Объяснять сибирскому подростку, что такое 58-я «политическая» статья, было излишним. Естественно, что наш учитель был осуждён не за кражу или мошенничество!
…Однажды я застал Сан-Саныча за странным занятием: он аккуратным почерком записывал в тетрадь какие-то стихи. «Это вы так быстро стихи сочиняете?» Он усмехнулся: «Стихи пишут, а сочиняют нечто другое…» Как выяснилось, он записывал свои переводы стихов французского поэта Эредиа. Мне запомнилась первая строфа: «Так пьём, будь что будет, дай чокнусь с тобою, Тому, кто пьёт дольше, почёт и хвала. Украсим чело его пышной лозою. Да славится хором король пиршества!» Я спросил: «Это про алкоглотиков, против пьянства?» – «Эредиа не писал агитстихов, здесь он рисует весёлую студенческую пирушку. Когда ты будешь большой и умный, узнаешь разницу». Я не удержался от бестактного вопроса:
– Почему вы переводите других, а сами не пишете?
– У меня есть и свои стихи. Но… переводов гораздо больше.
– Но почему?!
– Это… непростая история. Может, когда-нибудь и расскажу…
Непростая история
Прибыв домой после первого курса университета, я узнал, что Сан-Саныч готовится отбыть в Ленинград – уже насовсем. Реабилитация! «Возвращаемся домой, поживём пока у дочери, а меня ждут в училище…» А года через два, на очередных каникулах, я увидел у Коржинских книгу Лонгфелло в переводах А.А. Энгельке с дарственной надписью:
Но только в шестидесятых годах, уже семейным человеком, смог я возобновить беседы с учителем – очные и заочные. Бывал у него в Питере. В первый мой приезд в Ленинград Александр Александрович повёл меня в Артиллерийский музей. По залам ходили экскурсии, нам предлагали присоединиться, но у моего учителя была своя программа. Он показывал мне батальные картины прошлых веков и обращал особое внимание на вооружение и мундиры воинов. Оказывается, он знал об этой стороне войны практически всё! Помню, как он возмущался, увидев, что на картине неточно передан цвет ментиков какого-то гусарского полка. Объясняя, чем отличаются от других родов войск казаки, гусары, уланы, драгуны… Я заметил тогда, что с какой-то особой интонацией он говорил о кавалергардах. Только много позже выяснилось, что Императорский пажеский корпус, в котором учился Сан-Саныч, в прежние времена готовил именно кавалергардов…
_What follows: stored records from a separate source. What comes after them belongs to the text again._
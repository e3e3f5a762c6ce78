//! Admin appointment management.

use askama::Template;
use askama_web::WebTemplate;
use axum::{
    Form,
    extract::{Path, State},
    response::{IntoResponse, Redirect, Response},
};
use serde::Deserialize;
use tower_sessions::Session as CookieSession;
use tracing::instrument;

use unique_cctv_core::AppointmentId;

use crate::backend::types::{Appointment, AppointmentStatus};
use crate::error::AppError;
use crate::filters;
use crate::middleware::RequireAdmin;
use crate::routes::{Nav, auth_rejected_response};
use crate::state::AppState;

/// Appointment management template.
#[derive(Template, WebTemplate)]
#[template(path = "admin/appointments.html")]
pub struct AdminAppointmentsTemplate {
    pub nav: Nav,
    pub appointments: Vec<Appointment>,
    pub statuses: &'static [AppointmentStatus],
}

/// The status values offered in the transition dropdown.
pub const STATUSES: &[AppointmentStatus] = &[
    AppointmentStatus::Pending,
    AppointmentStatus::Confirmed,
    AppointmentStatus::Completed,
    AppointmentStatus::Cancelled,
];

/// Status change form data.
#[derive(Debug, Deserialize)]
pub struct StatusForm {
    pub status: AppointmentStatus,
}

/// Display all appointments.
///
/// GET /admin/appointments
#[instrument(skip(state, session, admin), fields(user_id = %admin.0.profile.id))]
pub async fn index(
    State(state): State<AppState>,
    session: CookieSession,
    admin: RequireAdmin,
) -> Response {
    let authed = admin.0;
    match state.backend().list_appointments(&authed.token).await {
        Ok(appointments) => AdminAppointmentsTemplate {
            nav: super::nav_for(&authed),
            appointments,
            statuses: STATUSES,
        }
        .into_response(),
        Err(err) if err.is_auth_rejected() => {
            auth_rejected_response(&state, &session, "/admin/appointments").await
        }
        Err(err) => AppError::from(err).into_response(),
    }
}

/// Change an appointment's status.
///
/// POST /admin/appointments/{id}/status
#[instrument(skip(state, session, admin, form), fields(user_id = %admin.0.profile.id))]
pub async fn update_status(
    State(state): State<AppState>,
    session: CookieSession,
    admin: RequireAdmin,
    Path(id): Path<String>,
    Form(form): Form<StatusForm>,
) -> Response {
    let authed = admin.0;
    let id = AppointmentId::from(id);

    match state
        .backend()
        .update_appointment_status(&authed.token, &id, form.status)
        .await
    {
        Ok(_) => {
            tracing::info!(appointment_id = %id, status = form.status.as_str(), "appointment status changed");
            Redirect::to("/admin/appointments").into_response()
        }
        Err(err) if err.is_auth_rejected() => {
            auth_rejected_response(&state, &session, "/admin/appointments").await
        }
        Err(err) => AppError::from(err).into_response(),
    }
}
Дважды чета Энгельке гостила у нас в подмосковном Калининграде, который сейчас известен как город Королёв. В одну из этих встреч и рассказал Сан-Саныч, как он стал переводчиком.
Когда началась гражданская война в Испании, начальник училища приказал ему (единственному, кто знал испанский язык) организовать общество испано-советской дружбы. Но в 1938 году, после победы режима Франко, органы начали искать его агентов. Александру Александровичу, арестованному в ходе этой кампании, было предложено подписать список «франкистских шпионов», завербованных в училище. Два года шло следствие, в ходе допросов применялись угрозы, шантаж, даже резиновая дубинка. Но подследственный ничего не подписывал.
Сам он рассказывал об этом так: «Когда я почувствовал, что могу от происходящего сойти с ума, решил: надо занять голову какой-то работой. Начал вспоминать все иностранные стихи, которые читал когда-либо. Оказалось, что помню очень много, даже не ожидал… Потом стал переводить их на русский язык и запоминать. Дело моё трижды возвращали с Лубянки на доследование – за недоказанностью вины. Наконец Особое совещание при Берии вынесло приговор: шесть лет лагерей. Это минимальный срок по 58 статье, с зачётом двух лет под следствием… Но переводить я не переставал и в лагере, под Канском. Так получилось, что я, спасаясь от сумасшествия, приобрёл новую профессию».
Помню, когда я в семидесятых годах рассказал эту историю известному поэту-переводчику Аркадию Акимовичу Штейнбергу, он заметил: «Я знаю о некоторых русских поэтах, что они сходят с ума от своего творчества, но впервые слышу, что человек становится поэтом, чтобы не сойти с ума!»